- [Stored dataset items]
*** Begin section ***
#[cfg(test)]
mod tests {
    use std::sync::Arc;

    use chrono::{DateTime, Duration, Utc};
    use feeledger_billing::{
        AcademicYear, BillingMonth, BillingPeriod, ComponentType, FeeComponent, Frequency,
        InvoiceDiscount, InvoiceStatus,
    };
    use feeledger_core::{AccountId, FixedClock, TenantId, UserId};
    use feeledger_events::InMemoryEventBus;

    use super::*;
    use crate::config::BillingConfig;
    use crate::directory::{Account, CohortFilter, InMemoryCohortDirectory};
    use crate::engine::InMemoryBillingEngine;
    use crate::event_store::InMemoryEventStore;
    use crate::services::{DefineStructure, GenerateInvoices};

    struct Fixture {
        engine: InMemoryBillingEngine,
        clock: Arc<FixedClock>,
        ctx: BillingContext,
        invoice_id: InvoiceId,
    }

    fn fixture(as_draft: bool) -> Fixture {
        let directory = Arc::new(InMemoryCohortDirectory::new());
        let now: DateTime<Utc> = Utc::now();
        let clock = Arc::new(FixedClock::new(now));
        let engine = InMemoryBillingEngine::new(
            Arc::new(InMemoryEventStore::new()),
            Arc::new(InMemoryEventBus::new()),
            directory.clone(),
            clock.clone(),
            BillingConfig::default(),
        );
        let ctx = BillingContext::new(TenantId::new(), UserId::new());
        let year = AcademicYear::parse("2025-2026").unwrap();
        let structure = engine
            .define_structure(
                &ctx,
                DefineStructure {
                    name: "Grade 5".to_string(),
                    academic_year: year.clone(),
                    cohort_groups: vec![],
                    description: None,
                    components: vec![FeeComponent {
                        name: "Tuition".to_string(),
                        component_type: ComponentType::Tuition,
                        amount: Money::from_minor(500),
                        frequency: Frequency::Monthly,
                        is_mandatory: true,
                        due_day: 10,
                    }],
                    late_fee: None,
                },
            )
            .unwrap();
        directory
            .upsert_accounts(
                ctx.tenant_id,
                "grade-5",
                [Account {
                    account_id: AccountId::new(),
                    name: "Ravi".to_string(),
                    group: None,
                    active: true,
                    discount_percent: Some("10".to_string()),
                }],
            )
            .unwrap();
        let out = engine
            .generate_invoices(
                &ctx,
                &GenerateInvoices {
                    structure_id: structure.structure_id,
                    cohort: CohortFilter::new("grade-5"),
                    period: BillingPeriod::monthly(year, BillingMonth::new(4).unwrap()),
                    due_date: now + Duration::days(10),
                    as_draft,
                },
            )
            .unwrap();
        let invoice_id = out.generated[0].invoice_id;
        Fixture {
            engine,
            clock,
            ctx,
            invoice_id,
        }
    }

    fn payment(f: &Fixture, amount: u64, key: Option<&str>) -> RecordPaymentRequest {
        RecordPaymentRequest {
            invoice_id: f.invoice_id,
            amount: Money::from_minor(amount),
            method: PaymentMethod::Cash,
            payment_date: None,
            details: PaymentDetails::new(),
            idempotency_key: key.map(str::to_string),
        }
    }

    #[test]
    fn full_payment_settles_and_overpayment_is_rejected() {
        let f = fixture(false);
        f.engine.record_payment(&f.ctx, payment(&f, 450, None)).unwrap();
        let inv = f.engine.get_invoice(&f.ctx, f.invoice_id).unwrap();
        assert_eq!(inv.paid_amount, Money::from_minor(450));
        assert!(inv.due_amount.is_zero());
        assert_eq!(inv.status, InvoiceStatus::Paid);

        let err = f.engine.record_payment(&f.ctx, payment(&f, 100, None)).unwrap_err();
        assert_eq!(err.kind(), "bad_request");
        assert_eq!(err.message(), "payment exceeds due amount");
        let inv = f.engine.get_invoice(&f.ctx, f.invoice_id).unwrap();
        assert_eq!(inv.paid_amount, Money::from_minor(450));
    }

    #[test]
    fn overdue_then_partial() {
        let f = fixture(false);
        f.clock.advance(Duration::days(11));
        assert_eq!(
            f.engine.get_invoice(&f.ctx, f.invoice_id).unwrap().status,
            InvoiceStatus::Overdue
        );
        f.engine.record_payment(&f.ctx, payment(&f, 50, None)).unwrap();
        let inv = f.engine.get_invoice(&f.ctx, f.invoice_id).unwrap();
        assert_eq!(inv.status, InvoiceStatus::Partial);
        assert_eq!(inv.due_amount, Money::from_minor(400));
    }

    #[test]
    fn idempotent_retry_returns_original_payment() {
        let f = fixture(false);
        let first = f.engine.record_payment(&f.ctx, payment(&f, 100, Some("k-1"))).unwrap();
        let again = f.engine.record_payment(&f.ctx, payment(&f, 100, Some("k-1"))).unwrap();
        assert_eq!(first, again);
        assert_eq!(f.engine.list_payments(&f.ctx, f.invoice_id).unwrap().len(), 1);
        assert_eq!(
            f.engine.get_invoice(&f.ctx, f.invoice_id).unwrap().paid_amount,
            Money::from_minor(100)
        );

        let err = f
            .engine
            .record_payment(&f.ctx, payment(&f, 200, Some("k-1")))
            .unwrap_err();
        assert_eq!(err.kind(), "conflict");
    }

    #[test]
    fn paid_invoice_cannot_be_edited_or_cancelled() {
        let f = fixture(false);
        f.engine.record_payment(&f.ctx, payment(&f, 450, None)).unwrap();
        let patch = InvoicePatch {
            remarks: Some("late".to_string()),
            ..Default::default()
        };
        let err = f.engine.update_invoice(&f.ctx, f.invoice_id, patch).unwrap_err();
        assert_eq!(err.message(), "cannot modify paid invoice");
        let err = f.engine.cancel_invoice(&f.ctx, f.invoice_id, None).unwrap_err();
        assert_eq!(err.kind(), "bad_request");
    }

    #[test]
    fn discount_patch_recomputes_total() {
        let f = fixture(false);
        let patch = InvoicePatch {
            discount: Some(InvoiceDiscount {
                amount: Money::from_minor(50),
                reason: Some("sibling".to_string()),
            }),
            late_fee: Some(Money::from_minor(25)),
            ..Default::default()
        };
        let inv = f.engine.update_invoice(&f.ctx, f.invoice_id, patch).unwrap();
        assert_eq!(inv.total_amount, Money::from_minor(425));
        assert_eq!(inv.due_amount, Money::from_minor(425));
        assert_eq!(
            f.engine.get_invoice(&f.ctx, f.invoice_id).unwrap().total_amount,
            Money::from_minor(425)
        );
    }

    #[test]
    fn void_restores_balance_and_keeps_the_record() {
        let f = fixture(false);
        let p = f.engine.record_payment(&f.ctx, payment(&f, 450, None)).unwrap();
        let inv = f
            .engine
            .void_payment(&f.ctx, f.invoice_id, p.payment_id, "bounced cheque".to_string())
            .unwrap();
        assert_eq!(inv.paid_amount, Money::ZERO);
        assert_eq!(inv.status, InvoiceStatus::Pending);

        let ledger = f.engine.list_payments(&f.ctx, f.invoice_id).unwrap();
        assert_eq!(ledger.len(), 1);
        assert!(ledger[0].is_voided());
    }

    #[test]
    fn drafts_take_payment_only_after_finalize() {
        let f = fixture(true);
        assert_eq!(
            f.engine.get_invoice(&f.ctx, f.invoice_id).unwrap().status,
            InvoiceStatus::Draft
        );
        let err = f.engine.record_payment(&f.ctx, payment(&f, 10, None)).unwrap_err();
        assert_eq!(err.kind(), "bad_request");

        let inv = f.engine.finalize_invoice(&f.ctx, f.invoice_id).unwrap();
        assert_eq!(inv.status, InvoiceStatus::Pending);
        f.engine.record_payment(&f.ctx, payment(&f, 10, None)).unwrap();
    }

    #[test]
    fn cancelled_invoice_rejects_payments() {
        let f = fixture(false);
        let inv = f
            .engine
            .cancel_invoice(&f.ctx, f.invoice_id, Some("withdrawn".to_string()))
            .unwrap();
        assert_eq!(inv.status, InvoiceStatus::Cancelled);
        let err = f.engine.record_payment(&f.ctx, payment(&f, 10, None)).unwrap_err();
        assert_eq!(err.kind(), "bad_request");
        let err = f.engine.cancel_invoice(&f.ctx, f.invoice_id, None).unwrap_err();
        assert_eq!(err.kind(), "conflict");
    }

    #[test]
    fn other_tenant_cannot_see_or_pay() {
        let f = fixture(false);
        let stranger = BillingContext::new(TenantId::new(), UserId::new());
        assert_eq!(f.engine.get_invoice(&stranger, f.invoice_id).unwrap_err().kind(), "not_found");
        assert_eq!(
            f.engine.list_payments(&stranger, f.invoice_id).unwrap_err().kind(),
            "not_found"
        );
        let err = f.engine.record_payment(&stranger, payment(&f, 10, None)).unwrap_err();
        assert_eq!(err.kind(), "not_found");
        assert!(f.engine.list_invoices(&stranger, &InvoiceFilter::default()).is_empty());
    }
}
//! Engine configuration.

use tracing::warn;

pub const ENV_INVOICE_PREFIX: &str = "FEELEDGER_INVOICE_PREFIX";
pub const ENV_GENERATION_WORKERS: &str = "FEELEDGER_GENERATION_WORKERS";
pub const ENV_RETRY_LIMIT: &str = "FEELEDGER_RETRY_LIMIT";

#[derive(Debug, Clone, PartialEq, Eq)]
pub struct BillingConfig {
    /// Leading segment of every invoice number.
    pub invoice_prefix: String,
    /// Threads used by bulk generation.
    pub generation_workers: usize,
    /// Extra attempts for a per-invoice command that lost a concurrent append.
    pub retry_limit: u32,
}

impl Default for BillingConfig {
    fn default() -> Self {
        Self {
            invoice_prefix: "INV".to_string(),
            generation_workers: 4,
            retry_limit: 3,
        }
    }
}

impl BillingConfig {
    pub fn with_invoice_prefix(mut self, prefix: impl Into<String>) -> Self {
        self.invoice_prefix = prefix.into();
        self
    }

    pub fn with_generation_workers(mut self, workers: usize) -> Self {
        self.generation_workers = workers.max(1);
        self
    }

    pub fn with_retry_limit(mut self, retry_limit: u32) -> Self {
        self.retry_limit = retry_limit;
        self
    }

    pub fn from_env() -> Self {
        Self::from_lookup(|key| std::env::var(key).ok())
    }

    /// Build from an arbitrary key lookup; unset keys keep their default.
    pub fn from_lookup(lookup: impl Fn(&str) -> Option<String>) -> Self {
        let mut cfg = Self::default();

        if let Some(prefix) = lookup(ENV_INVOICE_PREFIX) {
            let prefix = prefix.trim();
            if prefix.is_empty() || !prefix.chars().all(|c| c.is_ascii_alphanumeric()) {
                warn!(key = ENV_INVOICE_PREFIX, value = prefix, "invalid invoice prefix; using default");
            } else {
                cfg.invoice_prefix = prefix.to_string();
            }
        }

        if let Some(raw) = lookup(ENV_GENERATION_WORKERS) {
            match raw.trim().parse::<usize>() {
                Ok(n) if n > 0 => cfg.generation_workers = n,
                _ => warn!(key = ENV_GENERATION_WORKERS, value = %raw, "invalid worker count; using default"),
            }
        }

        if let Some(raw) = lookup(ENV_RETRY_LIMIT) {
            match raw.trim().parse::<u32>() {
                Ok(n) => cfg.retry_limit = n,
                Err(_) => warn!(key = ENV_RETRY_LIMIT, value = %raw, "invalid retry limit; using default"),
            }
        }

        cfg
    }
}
*** End section ***
- [Required work] What you should output is every line of the records above, from the first through the line containing "use crate::config::BillingConfig;", unchanged.

- [Answer box]
#[cfg(test)]
mod tests {
    use std::sync::Arc;

    use chrono::{DateTime, Duration, Utc};
    use feeledger_billing::{
        AcademicYear, BillingMonth, BillingPeriod, ComponentType, FeeComponent, Frequency,
        InvoiceDiscount, InvoiceStatus,
    };
    use feeledger_core::{AccountId, FixedClock, TenantId, UserId};
    use feeledger_events::InMemoryEventBus;

    use super::*;
    use crate::config::BillingConfig;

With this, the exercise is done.